Task statement → Starting at the top of the entries, restate word for word each line up to and including the one with "let redis_config = common::cache::RedisConfig::from_env()?;".

Data records →
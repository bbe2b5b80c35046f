use anyhow::Result;
use tracing::info;
use tracing_subscriber::EnvFilter;

mod config;
mod jwt;
mod models;
mod rate_limiter;
mod repositories;
mod routes;
mod session;
mod validation;

use sqlx::PgPool;

use crate::{
    config::AuthSettings, jwt::JwtService, rate_limiter::RateLimiter,
    repositories::ProfileRepository, session::SessionManager,
};
use common::cache::RedisPool;

/// Application state shared across handlers
#[derive(Clone)]
pub struct AppState {
    pub db_pool: PgPool,
    pub redis_pool: RedisPool,
    pub jwt_service: JwtService,
    pub profile_repository: ProfileRepository,
    pub session_manager: SessionManager,
    pub rate_limiter: RateLimiter,
}

#[tokio::main]
async fn main() -> Result<()> {
    // Initialize logging
    tracing_subscriber::fmt()
        .with_env_filter(EnvFilter::from_default_env())
        .init();

    info!("Starting authentication service");

    // Initialize database connection pool
    let db_config = common::database::DatabaseConfig::from_env()?;
    let pool = common::database::init_pool(&db_config).await?;

    // Check database connectivity
    if common::database::health_check(&pool).await? {
        info!("Database connection successful");
    } else {
        anyhow::bail!("Failed to connect to database");
    }

    // Initialize JWT service
    let jwt_config = crate::jwt::JwtConfig::from_env()?;
    let jwt_service = JwtService::new(jwt_config)?;

    // Initialize Redis connection pool
    let redis_config = common::cache::RedisConfig::from_env()?;
    let redis_pool = RedisPool::new(&redis_config).await?;

    let profile_repository = ProfileRepository::new(pool.clone());
    let session_manager = SessionManager::new(redis_pool.clone(), jwt_service.clone());
    let rate_limiter = RateLimiter::new(rate_limiter::RateLimiterConfig::default());

    let app_state = AppState {
        db_pool: pool,
        redis_pool,
        jwt_service,
        profile_repository,
        session_manager,
        rate_limiter,
    };

    // Start the web server
    let settings = AuthSettings::load()?;
    let app = routes::create_router(app_state);

    let listener = tokio::net::TcpListener::bind(settings.bind_addr()).await?;
    info!("Authentication service listening on {}", settings.bind_addr());

    axum::serve(listener, app).await?;

    Ok(())
}
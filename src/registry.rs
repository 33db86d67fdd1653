//! Bidirectional index between entity types and cached queries.
//!
//! The forward direction answers "which cached queries touch this entity
//! type"; the reverse direction cleans the forward maps up when an entry
//! is evicted. The index carries no lock of its own: it lives inside the
//! query cache's state so invalidation always observes entries and index
//! as one consistent pair.

use std::collections::{HashMap, HashSet};

use crate::keys::QueryKey;

#[derive(Debug, Default)]
pub(crate) struct TouchIndex {
    type_to_keys: HashMap<String, HashSet<QueryKey>>,
    key_to_types: HashMap<QueryKey, HashSet<String>>,
}

impl TouchIndex {
    pub(crate) fn new() -> Self {
        Self::default()
    }

    /// Register a query key with the entity types it touches.
    ///
    /// Re-registering a key replaces its previous touches entirely.
    pub(crate) fn register(&mut self, key: QueryKey, touches: HashSet<String>) {
        self.unregister(&key);
        for entity_type in &touches {
            self.type_to_keys
                .entry(entity_type.clone())
                .or_default()
                .insert(key.clone());
        }
        self.key_to_types.insert(key, touches);
    }

    /// Query keys touching the given entity type.
    pub(crate) fn keys_for_type(&self, entity_type: &str) -> HashSet<QueryKey> {
        self.type_to_keys
            .get(entity_type)
            .cloned()
            .unwrap_or_default()
    }

    /// Entity types the given key touches.
    pub(crate) fn types_for_key(&self, key: &QueryKey) -> HashSet<String> {
        self.key_to_types.get(key).cloned().unwrap_or_default()
    }

    /// Remove a key and clean up the forward mappings.
    pub(crate) fn unregister(&mut self, key: &QueryKey) {
        if let Some(types) = self.key_to_types.remove(key) {
            for entity_type in types {
                if let Some(keys) = self.type_to_keys.get_mut(&entity_type) {
                    keys.remove(key);
                    if keys.is_empty() {
                        self.type_to_keys.remove(&entity_type);
                    }
                }
            }
        }
    }

    /// Drop all mappings.
    pub(crate) fn clear(&mut self) {
        self.type_to_keys.clear();
        self.key_to_types.clear();
    }

    /// Number of entity types with at least one registered key.
    pub(crate) fn type_count(&self) -> usize {
        self.type_to_keys.len()
    }

    /// Number of registered query keys.
    pub(crate) fn key_count(&self) -> usize {
        self.key_to_types.len()
    }
}
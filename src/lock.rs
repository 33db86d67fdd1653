//! Poison-recovering wrappers around the std sync primitives.

use std::sync::{Mutex, MutexGuard, RwLock, RwLockReadGuard, RwLockWriteGuard};

use tracing::warn;

// Cached state is only ever replaced whole, so a guard recovered from a
// poisoned lock still observes the last consistent write.
fn recover_warn(source: &'static str, op: &'static str, lock: &'static str) {
    warn!(
        source,
        op,
        lock,
        outcome = "recovered",
        "Continuing after a poisoned cache lock"
    );
}

pub(crate) fn rw_read<'a, T>(
    lock: &'a RwLock<T>,
    source: &'static str,
    op: &'static str,
) -> RwLockReadGuard<'a, T> {
    match lock.read() {
        Ok(guard) => guard,
        Err(poisoned) => {
            recover_warn(source, op, "rwlock.read");
            poisoned.into_inner()
        }
    }
}

pub(crate) fn rw_write<'a, T>(
    lock: &'a RwLock<T>,
    source: &'static str,
    op: &'static str,
) -> RwLockWriteGuard<'a, T> {
    match lock.write() {
        Ok(guard) => guard,
        Err(poisoned) => {
            recover_warn(source, op, "rwlock.write");
            poisoned.into_inner()
        }
    }
}

pub(crate) fn mutex_lock<'a, T>(
    lock: &'a Mutex<T>,
    source: &'static str,
    op: &'static str,
) -> MutexGuard<'a, T> {
    match lock.lock() {
        Ok(guard) => guard,
        Err(poisoned) => {
            recover_warn(source, op, "mutex.lock");
            poisoned.into_inner()
        }
    }
}
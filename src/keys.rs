//! Query cache key definitions and hashing.

use std::collections::hash_map::DefaultHasher;
use std::fmt;
use std::hash::{Hash, Hasher};

use serde::Serialize;

use crate::error::CacheError;

/// Fingerprint of one decorated call: the operation that ran and a hash of
/// the arguments it ran with.
#[derive(Debug, Clone, PartialEq, Eq, Hash)]
pub struct QueryKey {
    /// Entity type the operation belongs to.
    pub entity_type: String,
    /// Logical operation name from the entity's api table.
    pub operation: String,
    /// Canonical hash of the serialized call arguments.
    pub args_hash: u64,
}

impl QueryKey {
    pub fn new(
        entity_type: impl Into<String>,
        operation: impl Into<String>,
        args_hash: u64,
    ) -> Self {
        Self {
            entity_type: entity_type.into(),
            operation: operation.into(),
            args_hash,
        }
    }

    /// Build a key from serializable call arguments.
    pub fn for_args<A: Serialize>(
        entity_type: &str,
        operation: &str,
        args: &A,
    ) -> Result<Self, CacheError> {
        Ok(Self::new(entity_type, operation, fingerprint_args(args)?))
    }
}

impl fmt::Display for QueryKey {
    fn fmt(&self, f: &mut fmt::Formatter<'_>) -> fmt::Result {
        write!(
            f,
            "{}.{}#{:016x}",
            self.entity_type, self.operation, self.args_hash
        )
    }
}

// ============================================================================
// Hashing
// ============================================================================

/// Hash any hashable value with the std default hasher.
pub fn hash_value<T: Hash>(value: &T) -> u64 {
    let mut hasher = DefaultHasher::new();
    value.hash(&mut hasher);
    hasher.finish()
}

/// Hash call arguments through their canonical JSON encoding.
///
/// `serde_json` keeps object keys sorted, so structurally equal arguments
/// fingerprint identically regardless of field declaration order.
pub fn fingerprint_args<A: Serialize>(args: &A) -> Result<u64, CacheError> {
    let canonical = serde_json::to_value(args).map_err(CacheError::encode)?;
    Ok(hash_value(&canonical.to_string()))
}
//! Entity identity.
//!
//! Every cached record is addressed by an [`EntityId`] within its entity
//! type. Payload types opt in through the [`CacheEntity`] trait, which
//! names the field their identity comes from.

use std::fmt;

use serde::{Deserialize, Serialize};
use serde_json::Value;
use uuid::Uuid;

/// Identity of a record within its entity type.
///
/// Ids are compared by their string form regardless of the source type, so
/// a payload carrying `"id": 1` and a lookup by `1u64` address the same
/// record.
#[derive(Debug, Clone, PartialEq, Eq, Hash, Serialize, Deserialize)]
#[serde(transparent)]
pub struct EntityId(String);

impl EntityId {
    pub fn new(id: impl Into<String>) -> Self {
        Self(id.into())
    }

    pub fn as_str(&self) -> &str {
        &self.0
    }
}

impl fmt::Display for EntityId {
    fn fmt(&self, f: &mut fmt::Formatter<'_>) -> fmt::Result {
        f.write_str(&self.0)
    }
}

impl From<String> for EntityId {
    fn from(id: String) -> Self {
        Self(id)
    }
}

impl From<&str> for EntityId {
    fn from(id: &str) -> Self {
        Self(id.to_string())
    }
}

impl From<u64> for EntityId {
    fn from(id: u64) -> Self {
        Self(id.to_string())
    }
}

impl From<i64> for EntityId {
    fn from(id: i64) -> Self {
        Self(id.to_string())
    }
}

impl From<Uuid> for EntityId {
    fn from(id: Uuid) -> Self {
        Self(id.to_string())
    }
}

/// Capability to derive an identity from a payload.
///
/// Returning `None` means the value cannot be cached as an entity; callers
/// surface that as an invalid-entity error before any cache state changes.
pub trait CacheEntity {
    fn entity_id(&self) -> Option<EntityId>;
}

/// Untyped payloads use the conventional `"id"` field, accepting string
/// and integer representations.
impl CacheEntity for Value {
    fn entity_id(&self) -> Option<EntityId> {
        match self.get("id")? {
            Value::String(id) => Some(EntityId::new(id.clone())),
            Value::Number(id) => Some(EntityId::new(id.to_string())),
            _ => None,
        }
    }
}

#[cfg(test)]
mod tests {
    use serde_json::json;

    use super::*;

    #[test]
    fn json_value_string_id() {
        let value = json!({ "id": "abc", "name": "Kalle" });
        assert_eq!(value.entity_id(), Some(EntityId::new("abc")));
    }

    #[test]
    fn json_value_numeric_id() {
        let value = json!({ "id": 1, "name": "Kalle" });
        assert_eq!(value.entity_id(), Some(EntityId::new("1")));
    }

    #[test]
    fn json_value_without_id() {
        let value = json!({ "name": "Kalle" });
        assert!(value.entity_id().is_none());
    }

    #[test]
    fn json_value_with_null_id() {
        let value = json!({ "id": null });
        assert!(value.entity_id().is_none());
    }

    #[test]
    fn numeric_and_string_sources_compare_equal() {
        assert_eq!(EntityId::from(1u64), EntityId::from("1"));
        assert_eq!(EntityId::from(-7i64), EntityId::new("-7"));
    }

    #[test]
    fn display_is_the_raw_id() {
        let id = EntityId::from(Uuid::nil());
        assert_eq!(id.to_string(), Uuid::nil().to_string());
        assert_eq!(EntityId::new("user-1").to_string(), "user-1");
    }
}
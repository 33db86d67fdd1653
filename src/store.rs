//! Entity record storage.
//!
//! One bounded LRU map per declared entity type, holding the last known
//! value of each record as JSON. The set of types is fixed at
//! construction; writes against undeclared types are rejected.

use std::collections::HashMap;
use std::sync::RwLock;
use std::time::{Duration, Instant};

use lru::LruCache;
use metrics::counter;
use serde::Serialize;
use serde_json::Value;
use tracing::debug;

use crate::config::{CacheSettings, EntityRegistry};
use crate::entity::{CacheEntity, EntityId};
use crate::error::CacheError;
use crate::lock::{rw_read, rw_write};

const SOURCE: &str = "store";

const METRIC_ENTITY_HIT_TOTAL: &str = "dispensa_entity_hit_total";
const METRIC_ENTITY_MISS_TOTAL: &str = "dispensa_entity_miss_total";
const METRIC_ENTITY_EVICT_TOTAL: &str = "dispensa_entity_evict_total";

/// The last known value of one entity, with its freshness stamp.
#[derive(Debug, Clone)]
pub struct EntityRecord {
    pub id: EntityId,
    pub value: Value,
    /// Deadline after which the record is stale. `None` means the record
    /// stays until explicitly invalidated.
    pub expires_at: Option<Instant>,
}

impl EntityRecord {
    /// Whether the record is still fresh at `now`.
    pub fn is_fresh(&self, now: Instant) -> bool {
        self.expires_at.is_none_or(|deadline| now < deadline)
    }
}

struct TypeSlot {
    ttl: Option<Duration>,
    records: RwLock<LruCache<EntityId, EntityRecord>>,
}

/// In-memory record store for every configured entity type.
///
/// At most one record exists per `(entity_type, id)` pair; the latest
/// successful write wins. Expired records are dropped when observed.
pub struct EntityStore {
    slots: HashMap<String, TypeSlot>,
}

impl EntityStore {
    /// Create a store with one bounded map per type in the registry.
    pub fn new(registry: &EntityRegistry, settings: &CacheSettings) -> Self {
        let mut slots = HashMap::new();
        for name in registry.names() {
            slots.insert(
                name.to_string(),
                TypeSlot {
                    ttl: registry.ttl(name),
                    records: RwLock::new(LruCache::new(settings.entity_limit_non_zero())),
                },
            );
        }
        Self { slots }
    }

    fn slot(&self, entity_type: &str) -> Result<&TypeSlot, CacheError> {
        self.slots
            .get(entity_type)
            .ok_or_else(|| CacheError::unknown_entity_type(entity_type))
    }

    /// Store a payload under the id it carries, stamping the type's ttl.
    ///
    /// Returns the stored record. An existing record with the same id is
    /// overwritten.
    pub fn put<T>(&self, entity_type: &str, value: &T) -> Result<EntityRecord, CacheError>
    where
        T: CacheEntity + Serialize,
    {
        let id = value
            .entity_id()
            .ok_or_else(|| CacheError::invalid_entity(entity_type))?;
        let encoded = serde_json::to_value(value).map_err(CacheError::encode)?;
        self.insert(entity_type, id, encoded)
    }

    /// Untyped variant of [`EntityStore::put`]; the id comes from the
    /// value's `"id"` field.
    pub fn put_value(&self, entity_type: &str, value: Value) -> Result<EntityRecord, CacheError> {
        let id = value
            .entity_id()
            .ok_or_else(|| CacheError::invalid_entity(entity_type))?;
        self.insert(entity_type, id, value)
    }

    fn insert(
        &self,
        entity_type: &str,
        id: EntityId,
        value: Value,
    ) -> Result<EntityRecord, CacheError> {
        let slot = self.slot(entity_type)?;
        let record = EntityRecord {
            id: id.clone(),
            value,
            expires_at: slot.ttl.map(|ttl| Instant::now() + ttl),
        };

        let mut records = rw_write(&slot.records, SOURCE, "put");
        if let Some((evicted_id, _)) = records.push(id, record.clone())
            && evicted_id != record.id
        {
            counter!(METRIC_ENTITY_EVICT_TOTAL).increment(1);
            debug!(entity_type, evicted = %evicted_id, "entity record evicted at capacity");
        }

        Ok(record)
    }

    /// Fresh record for the id, when one is cached.
    ///
    /// An expired record is removed on observation and reported as a miss.
    pub fn get(&self, entity_type: &str, id: &EntityId) -> Option<EntityRecord> {
        let slot = self.slots.get(entity_type)?;
        let mut records = rw_write(&slot.records, SOURCE, "get");

        let now = Instant::now();
        match records.get(id).cloned() {
            Some(record) if record.is_fresh(now) => {
                counter!(METRIC_ENTITY_HIT_TOTAL).increment(1);
                Some(record)
            }
            Some(_) => {
                records.pop(id);
                counter!(METRIC_ENTITY_MISS_TOTAL).increment(1);
                debug!(entity_type, id = %id, "expired entity record dropped");
                None
            }
            None => {
                counter!(METRIC_ENTITY_MISS_TOTAL).increment(1);
                None
            }
        }
    }

    /// Remove one record. Missing ids and undeclared types are no-ops.
    pub fn remove(&self, entity_type: &str, id: &EntityId) {
        if let Some(slot) = self.slots.get(entity_type) {
            rw_write(&slot.records, SOURCE, "remove").pop(id);
        }
    }

    /// Evict every record of the type. Undeclared types are a no-op.
    pub fn remove_all(&self, entity_type: &str) {
        if let Some(slot) = self.slots.get(entity_type) {
            rw_write(&slot.records, SOURCE, "remove_all").clear();
        }
    }

    /// Clear all records of every type.
    pub fn clear(&self) {
        for slot in self.slots.values() {
            rw_write(&slot.records, SOURCE, "clear").clear();
        }
    }

    /// Number of records currently held for the type.
    pub fn len(&self, entity_type: &str) -> usize {
        self.slots
            .get(entity_type)
            .map(|slot| rw_read(&slot.records, SOURCE, "len").len())
            .unwrap_or(0)
    }

    /// Whether no type holds any record.
    pub fn is_empty(&self) -> bool {
        self.slots
            .values()
            .all(|slot| rw_read(&slot.records, SOURCE, "is_empty").is_empty())
    }
}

Expected answer →
repository bbe2b5b80c35046f
use anyhow::Result;
use tracing::info;
use tracing_subscriber::EnvFilter;

mod config;
mod jwt;
mod models;
mod rate_limiter;
mod repositories;
mod routes;
mod session;
mod validation;

use sqlx::PgPool;

use crate::{
    config::AuthSettings, jwt::JwtService, rate_limiter::RateLimiter,
    repositories::ProfileRepository, session::SessionManager,
};
use common::cache::RedisPool;

/// Application state shared across handlers
#[derive(Clone)]
pub struct AppState {
    pub db_pool: PgPool,
    pub redis_pool: RedisPool,
    pub jwt_service: JwtService,
    pub profile_repository: ProfileRepository,
    pub session_manager: SessionManager,
    pub rate_limiter: RateLimiter,
}

#[tokio::main]
async fn main() -> Result<()> {
    // Initialize logging
    tracing_subscriber::fmt()
        .with_env_filter(EnvFilter::from_default_env())
        .init();

    info!("Starting authentication service");

    // Initialize database connection pool
    let db_config = common::database::DatabaseConfig::from_env()?;
    let pool = common::database::init_pool(&db_config).await?;

    // Check database connectivity
    if common::database::health_check(&pool).await? {
        info!("Database connection successful");
    } else {
        anyhow::bail!("Failed to connect to database");
    }

    // Initialize JWT service
    let jwt_config = crate::jwt::JwtConfig::from_env()?;
    let jwt_service = JwtService::new(jwt_config)?;

    // Initialize Redis connection pool
    let redis_config = common::cache::RedisConfig::from_env()?;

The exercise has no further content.